Citibank Executives Tap Into Millennial Business Smarts

Photograph by Mario Tama/Getty Images

When most people think of mentors, they picture the grizzled veteran bestowing words of wisdom on the promising young upstart. But a new program at University of Miami’s School of Business Administration reverses that dynamic—the young upstarts are the ones offering the advice.

Initiated by Citibank (C), the reverse mentoring program will pair 15 senior executives from the bank’s Latin America regional office and 15  graduate and undergraduate Miami business students. The duos will then meet at least once a week for six months to work on a project. At the conclusion of the mentoring, senior executives will present their projects to the entire group for analysis and discussion. The details – when to meet and what to focus on – will be worked out when mentors meet their mentees on Friday.

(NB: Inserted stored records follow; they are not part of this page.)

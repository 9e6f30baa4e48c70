//! Closed enumerations for the styling attributes defined by the Adaptive Card schema.
//!
//! Parsing is case-insensitive so payloads written as `"Bolder"` or `"bolder"` both load,
//! while serialization always emits the schema's canonical spelling.

use std::fmt;
use std::str::FromStr;

use serde::de::{self, Deserializer};
use serde::{Deserialize, Serialize, Serializer};

use crate::error::CardError;

macro_rules! style_enum {
    (
        $(#[$meta:meta])*
        $name:ident, $label:literal {
            $($variant:ident => $value:literal),+ $(,)?
        }
    ) => {
        $(#[$meta])*
        #[derive(Debug, Clone, Copy, PartialEq, Eq, Hash)]
        pub enum $name {
            $($variant,)+
        }

        impl $name {
            pub const ALL: &'static [$name] = &[$($name::$variant),+];

            pub fn as_str(&self) -> &'static str {
                match self {
                    $($name::$variant => $value,)+
                }
            }
        }

        impl fmt::Display for $name {
            fn fmt(&self, f: &mut fmt::Formatter<'_>) -> fmt::Result {
                f.write_str(self.as_str())
            }
        }

        impl FromStr for $name {
            type Err = CardError;

            fn from_str(value: &str) -> Result<Self, Self::Err> {
                let needle = value.trim();
                $name::ALL
                    .iter()
                    .copied()
                    .find(|candidate| candidate.as_str().eq_ignore_ascii_case(needle))
                    .ok_or_else(|| {
                        let expected = $name::ALL
                            .iter()
                            .map(|candidate| candidate.as_str())
                            .collect::<Vec<_>>()
                            .join(", ");
                        CardError::invalid(format!(
                            "unsupported {} '{}' (expected one of: {})",
                            $label, value, expected
                        ))
                    })
            }
        }

        impl Serialize for $name {
            fn serialize<S: Serializer>(&self, serializer: S) -> Result<S::Ok, S::Error> {
                serializer.serialize_str(self.as_str())
            }
        }

        impl<'de> Deserialize<'de> for $name {
            fn deserialize<D: Deserializer<'de>>(deserializer: D) -> Result<Self, D::Error> {
                let raw = String::deserialize(deserializer)?;
                raw.parse().map_err(de::Error::custom)
            }
        }
    };
}

style_enum! {
    /// Semantic text colors. Hosts map these onto their own palette.
    Color, "color" {
        Default => "default",
        Accent => "accent",
        Good => "good",
        Warning => "warning",
        Attention => "attention",
    }
}

style_enum! {
    FontSize, "font size" {
        Default => "default",
        Small => "small",
        Medium => "medium",
        Large => "large",
        ExtraLarge => "extraLarge",
    }
}

style_enum! {
    FontWeight, "font weight" {
        Default => "default",
        Lighter => "lighter",
        Bolder => "bolder",
    }
}

style_enum! {
    FontType, "font type" {
        Default => "default",
        Monospace => "monospace",
    }
}

style_enum! {
    ImageSize, "image size" {
        Auto => "auto",
        Stretch => "stretch",
        Small => "small",
        Medium => "medium",
        Large => "large",
    }
}

style_enum! {
    ImageStyle, "image style" {
        Default => "default",
        Person => "person",
    }
}

style_enum! {
    Spacing, "spacing" {
        None => "none",
        Small => "small",
        Default => "default",
        Medium => "medium",
        Large => "large",
        ExtraLarge => "extraLarge",
        Padding => "padding",
    }
}

style_enum! {
    ContainerStyle, "container style" {
        Default => "default",
        Emphasis => "emphasis",
        Good => "good",
        Attention => "attention",
        Warning => "warning",
        Accent => "accent",
    }
}

style_enum! {
    ActionStyle, "action style" {
        Default => "default",
        Positive => "positive",
        Destructive => "destructive",
    }
}

style_enum! {
    ChoiceInputStyle, "choice input style" {
        Compact => "compact",
        Expanded => "expanded",
    }
}

style_enum! {
    VerticalAlignment, "vertical alignment" {
        Top => "top",
        Center => "center",
        Bottom => "bottom",
    }
}

/// Width of a column inside a `ColumnSet`.
///
/// Weights are relative proportions, not pixels; `Pixels` is the schema's explicit
/// `"<n>px"` form.
#[derive(Debug, Clone, Copy, PartialEq, Eq, Hash)]
pub enum ColumnWidth {
    Auto,
    Stretch,
    Weight(u32),
    Pixels(u32),
}

impl ColumnWidth {
    /// Builds a proportional width; negative weights are rejected.
    pub fn weight(value: i64) -> Result<Self, CardError> {
        u32::try_from(value)
            .map(ColumnWidth::Weight)
            .map_err(|_| {
                CardError::invalid(format!("column width must not be negative, got {value}"))
            })
    }
}

impl From<u32> for ColumnWidth {
    fn from(value: u32) -> Self {
        ColumnWidth::Weight(value)
    }
}

impl fmt::Display for ColumnWidth {
    fn fmt(&self, f: &mut fmt::Formatter<'_>) -> fmt::Result {
        match self {
            ColumnWidth::Auto => f.write_str("auto"),
            ColumnWidth::Stretch => f.write_str("stretch"),
            ColumnWidth::Weight(weight) => write!(f, "{weight}"),
            ColumnWidth::Pixels(px) => write!(f, "{px}px"),
        }
    }
}

impl FromStr for ColumnWidth {
    type Err = CardError;

    fn from_str(value: &str) -> Result<Self, Self::Err> {
        let trimmed = value.trim();
        if trimmed.eq_ignore_ascii_case("auto") {
            return Ok(ColumnWidth::Auto);
        }
        if trimmed.eq_ignore_ascii_case("stretch") {
            return Ok(ColumnWidth::Stretch);
        }
        if let Some(px) = trimmed.strip_suffix("px") {
            return px
                .trim()
                .parse::<u32>()
                .map(ColumnWidth::Pixels)
                .map_err(|_| CardError::invalid(format!("invalid pixel column width '{value}'")));
        }
        match trimmed.parse::<i64>() {
            Ok(weight) => ColumnWidth::weight(weight),
            Err(_) => Err(CardError::invalid(format!(
                "invalid column width '{value}' (expected auto, stretch, a weight or <n>px)"
            ))),
        }
    }
}

impl Serialize for ColumnWidth {
    fn serialize<S: Serializer>(&self, serializer: S) -> Result<S::Ok, S::Error> {
        match self {
            ColumnWidth::Weight(weight) => serializer.serialize_u32(*weight),
            other => serializer.serialize_str(&other.to_string()),
        }
    }
}

impl<'de> Deserialize<'de> for ColumnWidth {
    fn deserialize<D: Deserializer<'de>>(deserializer: D) -> Result<Self, D::Error> {
        #[derive(Deserialize)]
        #[serde(untagged)]
        enum RawWidth {
            Number(i64),
            Text(String),
        }

        match RawWidth::deserialize(deserializer)? {
            RawWidth::Number(weight) => ColumnWidth::weight(weight).map_err(de::Error::custom),
            RawWidth::Text(text) => text.parse().map_err(de::Error::custom),
        }
    }
}
use std::io::{self, Read};
use std::time::Duration;

use serde_json::Value;
use thiserror::Error;

/// Webhook replies are only surfaced in truncated error messages.
const MAX_RESPONSE_BODY_BYTES: u64 = 16 * 1024;

/// Raw HTTP outcome of a webhook POST.
#[derive(Debug, Clone, PartialEq, Eq)]
pub struct TransportResponse {
    pub status: u16,
    pub body: String,
}

#[derive(Debug, Error)]
pub enum TransportError {
    #[error("request timed out after {0:?}")]
    Timeout(Duration),
    #[error("connection failed: {0}")]
    Connect(String),
    #[error("request failed: {0}")]
    Other(String),
}

/// Blocking JSON POST to a webhook.
pub trait WebhookTransport: Send + Sync {
    fn post_json(&self, url: &str, body: &Value) -> Result<TransportResponse, TransportError>;
}

pub struct ReqwestWebhookTransport {
    client: reqwest::blocking::Client,
    timeout: Duration,
}

impl ReqwestWebhookTransport {
    pub fn new(timeout: Duration) -> Result<Self, TransportError> {
        let client = reqwest::blocking::Client::builder()
            .timeout(timeout)
            .build()
            .map_err(|err| TransportError::Other(err.to_string()))?;
        Ok(Self { client, timeout })
    }

    pub fn with_client(client: reqwest::blocking::Client, timeout: Duration) -> Self {
        Self { client, timeout }
    }
}

impl WebhookTransport for ReqwestWebhookTransport {
    fn post_json(&self, url: &str, body: &Value) -> Result<TransportResponse, TransportError> {
        let response = self
            .client
            .post(url)
            .timeout(self.timeout)
            .json(body)
            .send()
            .map_err(|err| classify(err, self.timeout))?;
        let status = response.status().as_u16();
        let body = read_body(response, self.timeout)?;
        Ok(TransportResponse { status, body })
    }
}

/// Reads at most [`MAX_RESPONSE_BODY_BYTES`]; a stalled body is a timeout.
fn read_body(reader: impl Read, timeout: Duration) -> Result<String, TransportError> {
    let mut bytes = Vec::new();
    reader
        .take(MAX_RESPONSE_BODY_BYTES)
        .read_to_end(&mut bytes)
        .map_err(|err| {
            if io_timed_out(&err) {
                TransportError::Timeout(timeout)
            } else {
                TransportError::Other(format!("cannot read response body: {err}"))
            }
        })?;
    Ok(String::from_utf8_lossy(&bytes).into_owned())
}

fn io_timed_out(err: &io::Error) -> bool {
    err.kind() == io::ErrorKind::TimedOut
        || err
            .get_ref()
            .and_then(|inner| inner.downcast_ref::<reqwest::Error>())
            .is_some_and(reqwest::Error::is_timeout)
}

fn classify(err: reqwest::Error, timeout: Duration) -> TransportError {
    if err.is_timeout() {
        TransportError::Timeout(timeout)
    } else if err.is_connect() {
        TransportError::Connect(err.to_string())
    } else {
        TransportError::Other(err.to_string())
    }
}
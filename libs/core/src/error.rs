use thiserror::Error;

/// Errors raised while constructing cards.
///
/// Content problems found in an already assembled card are not errors; they are
/// reported through [`ValidationResult`](crate::ValidationResult) instead.
#[derive(Debug, Error)]
pub enum CardError {
    #[error("invalid argument: {0}")]
    InvalidArgument(String),
    #[error("card serialization failed: {0}")]
    Serialization(#[from] serde_json::Error),
}

impl CardError {
    pub(crate) fn invalid(message: impl Into<String>) -> Self {
        CardError::InvalidArgument(message.into())
    }

    pub fn is_invalid_argument(&self) -> bool {
        matches!(self, CardError::InvalidArgument(_))
    }
}

pub type CardResult<T> = Result<T, CardError>;

/// Fails with [`CardError::InvalidArgument`] when `value` is blank.
pub(crate) fn require_non_empty(field: &str, value: &str) -> CardResult<()> {
    if value.trim().is_empty() {
        return Err(CardError::invalid(format!("{field} must not be empty")));
    }
    Ok(())
}
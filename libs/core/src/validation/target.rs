use std::fmt;
use std::str::FromStr;

use serde::{Deserialize, Serialize};

use crate::error::CardError;

/// Host whose limits a card is checked against.
#[derive(Debug, Clone, Copy, PartialEq, Eq, Hash, Default, Serialize, Deserialize)]
#[serde(rename_all = "lowercase")]
pub enum TargetPlatform {
    #[default]
    Teams,
    Generic,
}

impl TargetPlatform {
    pub fn as_str(&self) -> &'static str {
        match self {
            TargetPlatform::Teams => "teams",
            TargetPlatform::Generic => "generic",
        }
    }

    /// Maximum serialized payload, in kilobytes.
    pub fn size_limit_kb(&self) -> f64 {
        match self {
            TargetPlatform::Teams => 28.0,
            TargetPlatform::Generic => 40.0,
        }
    }

    /// Deepest allowed nesting of containers and columns; top-level body elements are depth 1.
    pub fn max_depth(&self) -> usize {
        match self {
            TargetPlatform::Teams => 8,
            TargetPlatform::Generic => 10,
        }
    }

    /// Newest schema version the host renders.
    pub fn max_version(&self) -> &'static str {
        match self {
            TargetPlatform::Teams => "1.5",
            TargetPlatform::Generic => "1.6",
        }
    }
}

impl fmt::Display for TargetPlatform {
    fn fmt(&self, f: &mut fmt::Formatter<'_>) -> fmt::Result {
        f.write_str(self.as_str())
    }
}

impl FromStr for TargetPlatform {
    type Err = CardError;

    fn from_str(value: &str) -> Result<Self, Self::Err> {
        match value.trim().to_ascii_lowercase().as_str() {
            "teams" | "msteams" => Ok(TargetPlatform::Teams),
            "generic" | "default" => Ok(TargetPlatform::Generic),
            _ => Err(CardError::invalid(format!(
                "unknown target platform '{value}' (expected teams or generic)"
            ))),
        }
    }
}
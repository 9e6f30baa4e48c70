use std::collections::HashSet;

use serde_json::Value;

use super::target::TargetPlatform;

/// Inline `data:` images above this many bytes earn a suggestion.
const INLINE_IMAGE_HINT_BYTES: usize = 4 * 1024;

/// Findings from one pass over a card tree.
#[derive(Debug, Default)]
pub(crate) struct TreeReport {
    pub details: Vec<String>,
    pub warnings: Vec<String>,
    pub suggestions: Vec<String>,
    pub max_depth: usize,
    pub element_count: usize,
    pub image_count: usize,
    pub container_count: usize,
    pub has_ids: bool,
}

pub(crate) struct TreeWalker<'a> {
    target: &'a TargetPlatform,
    report: TreeReport,
    seen_ids: HashSet<String>,
    reported_duplicates: HashSet<String>,
}

impl<'a> TreeWalker<'a> {
    pub fn new(target: &'a TargetPlatform) -> Self {
        Self {
            target,
            report: TreeReport::default(),
            seen_ids: HashSet::new(),
            reported_duplicates: HashSet::new(),
        }
    }

    pub fn walk(mut self, body: &[Value], actions: Option<&Value>) -> TreeReport {
        for (index, element) in body.iter().enumerate() {
            self.element(element, &format!("body[{index}]"), 1);
        }
        match actions {
            None | Some(Value::Null) => {}
            Some(Value::Array(actions)) => {
                for (index, action) in actions.iter().enumerate() {
                    self.action(action, &format!("actions[{index}]"));
                }
            }
            Some(_) => self
                .report
                .details
                .push("card 'actions' must be an array".to_string()),
        }
        if self.report.max_depth > self.target.max_depth() {
            self.report.details.push(format!(
                "nesting depth {} exceeds the {} limit of {}",
                self.report.max_depth,
                self.target,
                self.target.max_depth()
            ));
        }
        self.report
    }

    fn element(&mut self, element: &Value, path: &str, depth: usize) {
        self.report.max_depth = self.report.max_depth.max(depth);
        self.report.element_count += 1;

        let Some(object) = element.as_object() else {
            self.report.details.push(format!("{path} is not an object"));
            return;
        };
        let Some(kind) = object.get("type").and_then(Value::as_str) else {
            self.report.details.push(format!("{path} is missing 'type'"));
            return;
        };
        if let Some(id) = object.get("id").and_then(Value::as_str) {
            self.record_id(id);
        }

        match kind {
            "TextBlock" => self.require_string(element, path, kind, "text"),
            "Image" => {
                self.report.image_count += 1;
                self.require_string(element, path, kind, "url");
                self.image_hints(element, path);
            }
            "FactSet" => {
                if let Some(facts) = self.require_array(element, path, kind, "facts") {
                    for (index, fact) in facts.iter().enumerate() {
                        self.title_value_entry(fact, &format!("{path}.facts[{index}]"), true);
                    }
                }
            }
            "Input.Text" | "Input.Date" => self.require_string(element, path, kind, "id"),
            "Input.ChoiceSet" => {
                self.require_string(element, path, kind, "id");
                if let Some(choices) = self.require_array(element, path, kind, "choices") {
                    if choices.is_empty() {
                        self.report
                            .details
                            .push(format!("{path} (Input.ChoiceSet) has no choices"));
                    }
                    for (index, choice) in choices.iter().enumerate() {
                        self.title_value_entry(choice, &format!("{path}.choices[{index}]"), false);
                    }
                }
            }
            "Container" => {
                self.report.container_count += 1;
                if let Some(items) = self.require_array(element, path, kind, "items") {
                    self.children(items, &format!("{path}.items"), depth);
                }
            }
            "Column" => {
                self.report.container_count += 1;
                if let Some(items) = self.optional_array(element, path, kind, "items") {
                    self.children(items, &format!("{path}.items"), depth);
                }
            }
            "ColumnSet" => {
                self.report.container_count += 1;
                if let Some(columns) = self.optional_array(element, path, kind, "columns") {
                    for (index, column) in columns.iter().enumerate() {
                        let column_path = format!("{path}.columns[{index}]");
                        match column.get("type").and_then(Value::as_str) {
                            Some("Column") => self.element(column, &column_path, depth + 1),
                            Some(other) => self.report.details.push(format!(
                                "{column_path} is a {other}, only Column is allowed in a ColumnSet"
                            )),
                            None => self.report.details.push(format!(
                                "{column_path} is missing 'type', \
                                 only Column is allowed in a ColumnSet"
                            )),
                        }
                    }
                }
            }
            // Unrecognised element types pass through unchecked.
            _ => {}
        }
    }

    fn children(&mut self, items: &[Value], path: &str, depth: usize) {
        for (index, item) in items.iter().enumerate() {
            self.element(item, &format!("{path}[{index}]"), depth + 1);
        }
    }

    fn action(&mut self, action: &Value, path: &str) {
        let Some(kind) = action.get("type").and_then(Value::as_str) else {
            self.report.details.push(format!("{path} is missing 'type'"));
            return;
        };
        let has_title = action
            .get("title")
            .and_then(Value::as_str)
            .is_some_and(|title| !title.trim().is_empty());
        if !has_title {
            self.report
                .warnings
                .push(format!("{path} ({kind}) has no title"));
        }
        if kind == "Action.OpenUrl" {
            self.require_string(action, path, kind, "url");
        }
    }

    fn record_id(&mut self, id: &str) {
        self.report.has_ids = true;
        if !self.seen_ids.insert(id.to_string())
            && self.reported_duplicates.insert(id.to_string())
        {
            self.report.details.push(format!("duplicate element id '{id}'"));
        }
    }

    fn image_hints(&mut self, image: &Value, path: &str) {
        let has_alt = image
            .get("altText")
            .and_then(Value::as_str)
            .is_some_and(|alt| !alt.trim().is_empty());
        if !has_alt {
            self.report
                .warnings
                .push(format!("{path} (Image) has no altText"));
        }
        if let Some(url) = image.get("url").and_then(Value::as_str)
            && url.starts_with("data:")
            && url.len() > INLINE_IMAGE_HINT_BYTES
        {
            self.report.suggestions.push(format!(
                "{path} embeds a {:.1}KB inline image; \
                 consider hosting it and referencing it by URL",
                url.len() as f64 / 1024.0
            ));
        }
    }

    /// Facts may carry empty strings; choices need non-blank titles and values.
    fn title_value_entry(&mut self, entry: &Value, path: &str, allow_blank: bool) {
        for field in ["title", "value"] {
            let present = match entry.get(field).and_then(Value::as_str) {
                Some(text) => allow_blank || !text.trim().is_empty(),
                None => false,
            };
            if !present {
                self.report
                    .details
                    .push(format!("{path} is missing required field '{field}'"));
            }
        }
    }

    fn require_string(&mut self, element: &Value, path: &str, kind: &str, field: &str) {
        let present = match element.get(field) {
            Some(Value::String(text)) => field == "text" || !text.trim().is_empty(),
            _ => false,
        };
        if !present {
            self.report
                .details
                .push(format!("{path} ({kind}) is missing required field '{field}'"));
        }
    }

    fn require_array<'v>(
        &mut self,
        element: &'v Value,
        path: &str,
        kind: &str,
        field: &str,
    ) -> Option<&'v Vec<Value>> {
        match element.get(field) {
            Some(Value::Array(items)) => Some(items),
            Some(_) => {
                self.report
                    .details
                    .push(format!("{path} ({kind}) field '{field}' must be an array"));
                None
            }
            None => {
                self.report
                    .details
                    .push(format!("{path} ({kind}) is missing required field '{field}'"));
                None
            }
        }
    }

    fn optional_array<'v>(
        &mut self,
        element: &'v Value,
        path: &str,
        kind: &str,
        field: &str,
    ) -> Option<&'v Vec<Value>> {
        match element.get(field) {
            None | Some(Value::Null) => None,
            Some(_) => self.require_array(element, path, kind, field),
        }
    }
}
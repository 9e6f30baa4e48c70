use cardkit_core::{
    AdaptiveCard, CardBuilder, CardError, ColumnWidth, DataConnector, Element, ElementFactory,
    FormField, LayoutHelper, NotificationLevel, TargetPlatform, TemplateFactory, TextBlock,
    TextOptions, ValidationUtility,
};
use serde_json::json;

#[test]
fn warning_notification_validates_cleanly() {
    let card =
        TemplateFactory::create_notification_card("T", "M", NotificationLevel::Warning, None, None)
            .unwrap();
    let validator = ValidationUtility::new(TargetPlatform::Teams);
    let result = validator.validate(&card).unwrap();
    assert!(result.valid, "{:?}", result.details);
    assert!(result.details.is_empty());
    assert!(result.size < result.size_limit);
    assert_eq!(result.size_limit, 28.0);
}

#[test]
fn unsupported_form_field_fails_before_a_card_exists() {
    let fields = vec![FormField::new("unsupported", "x", "X")];
    let err = TemplateFactory::create_form_card("Survey", None, &fields, "Submit").unwrap_err();
    assert!(err.is_invalid_argument());
    assert!(err.to_string().contains("unsupported form field type"));
}

#[test]
fn oversized_card_is_invalid_for_teams_but_fits_generic() {
    let mut card = AdaptiveCard::default();
    card.push(TextBlock::new("x".repeat(30 * 1024)));

    let teams = ValidationUtility::new(TargetPlatform::Teams).validate(&card).unwrap();
    assert!(!teams.valid);
    assert!(teams.details.iter().any(|d| d.contains("exceeds the teams limit")));

    let generic = ValidationUtility::new(TargetPlatform::Generic).validate(&card).unwrap();
    assert!(generic.details.iter().all(|d| !d.contains("exceeds")));
}

#[test]
fn images_need_url_and_alt_text() {
    for (url, alt) in [("", "x"), ("u", ""), ("   ", "x")] {
        let err = ElementFactory::create_image(url, alt, None, None).unwrap_err();
        assert!(matches!(err, CardError::InvalidArgument(_)), "{url:?}/{alt:?}");
    }
}

#[test]
fn text_blocks_survive_json_round_trip() {
    let block = ElementFactory::create_text("x", TextOptions::default()).unwrap();
    let value = serde_json::to_value(&block).unwrap();
    assert_eq!(value["type"], "TextBlock");
    let back: TextBlock = serde_json::from_value(value).unwrap();
    assert_eq!(back, block);
}

#[test]
fn heading_levels_never_fail() {
    for level in [-5, 0, 1, 2, 3, 4, 99] {
        assert!(ElementFactory::create_heading("Title", level).is_ok(), "level {level}");
    }
    assert_eq!(
        ElementFactory::create_heading("a", 0).unwrap(),
        ElementFactory::create_heading("a", 1).unwrap()
    );
    assert_eq!(
        ElementFactory::create_heading("a", 7).unwrap(),
        ElementFactory::create_heading("a", 3).unwrap()
    );
}

#[test]
fn equal_columns_share_one_width() {
    for count in 1..=5 {
        let groups = (0..count)
            .map(|i| vec![TextBlock::new(format!("col {i}")).into()])
            .collect();
        let set = LayoutHelper::create_equal_columns(groups).unwrap();
        assert_eq!(set.columns.len(), count);
        let widths: Vec<_> = set
            .columns
            .iter()
            .map(|column| column.as_column().and_then(|c| c.width))
            .collect();
        assert!(widths.iter().all(|w| *w == Some(ColumnWidth::Weight(1))));
    }
}

#[test]
fn tables_have_a_row_per_record_plus_header() {
    let headers = ["Name", "Role"];
    for rows in [
        vec![],
        vec![vec!["Ada", "Engineer"]],
        vec![vec!["Ada", "Engineer"], vec!["Grace", "Admiral"], vec!["Linus", "Maintainer"]],
    ] {
        let table = DataConnector::create_table(&headers, &rows, None, true).unwrap();
        assert_eq!(table.len(), rows.len() + 1);
        assert!(table.iter().all(|row| row.type_name() == "ColumnSet"));
    }

    let ragged = vec![vec!["Ada", "Engineer"], vec!["Grace"]];
    let err = DataConnector::create_table(&headers, &ragged, None, false).unwrap_err();
    assert!(err.is_invalid_argument());
}

#[test]
fn validation_is_repeatable() {
    let card = TemplateFactory::create_dashboard_card(
        "Ops",
        [("Uptime", "99.9%"), ("Incidents", "0")],
        Some("Weekly numbers"),
        Some("https://charts.example.com/ops.png"),
    )
    .unwrap();
    let validator = ValidationUtility::default();
    let first = validator.validate(&card).unwrap();
    let second = validator.validate(&card).unwrap();
    assert_eq!(first, second);
}

#[test]
fn appending_elements_never_shrinks_the_card() {
    let validator = ValidationUtility::default();
    let mut card = CardBuilder::new()
        .add_item(TextBlock::new("start"))
        .build()
        .unwrap();
    let mut previous = validator.get_size(&card).unwrap();
    let additions: Vec<Element> = vec![
        ElementFactory::create_text("more", TextOptions::default()).unwrap().into(),
        ElementFactory::create_image("https://img.example.com/a.png", "a", None, None)
            .unwrap()
            .into(),
        DataConnector::create_fact_set([("k", "v")]).into(),
        serde_json::from_value(json!({"type": "RichTextBlock", "inlines": ["x"]})).unwrap(),
    ];
    for element in additions {
        card.push(element);
        let size = validator.get_size(&card).unwrap();
        assert!(size >= previous, "{size} < {previous}");
        previous = size;
    }
}

#[test]
fn json_data_card_validates() {
    let elements = DataConnector::from_json(&json!({
        "service": "billing",
        "healthy": true,
        "regions": ["eu", "us"],
    }))
    .unwrap();
    let card = CardBuilder::new().add_items(elements).build().unwrap();
    let result = ValidationUtility::new(TargetPlatform::Generic)
        .validate(&card)
        .unwrap();
    assert!(result.valid, "{:?}", result.details);
}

Citibank wants to tap into the digital wisdom of the younger generation. Mobile payments, communicating with Millennial generation customers, social media, the digital retail business, and creating the most compelling job pitch for college students will be top of mind with the group. The goal is to bridge the gaps among Baby Boomers, Generation X, and the Millennials, says Jorge Ruiz, who is based in Miami and is the head of digital banking for Citibank’s Latin America office.

Eileen Wende, who was an intern at Citibank and will be joining the firm full time after graduation next summer, is among the Miami students who will be mentoring an executive. She hopes to develop a rapport with future colleagues.

Wende, a second-year MBA student, helped an IT consultancy in Miami improve its social media strategy in the B-to-B sector. She thinks her generation is a gold mine of information when it comes to technology. “If anyone knows how to use social media and mobile apps, it’s the Millennial Generation,” she adds.

In addition to helping Citibank stay on top of trends in technology that are important to its clients, the reverse mentoring should also help in recruiting. “If we understand the next generation better, we can motivate and cultivate talent better,” adds Ruiz.

Citibank is keeping tabs on how this program goes, he adds, with the hope of expanding to other regions and schools in the near future.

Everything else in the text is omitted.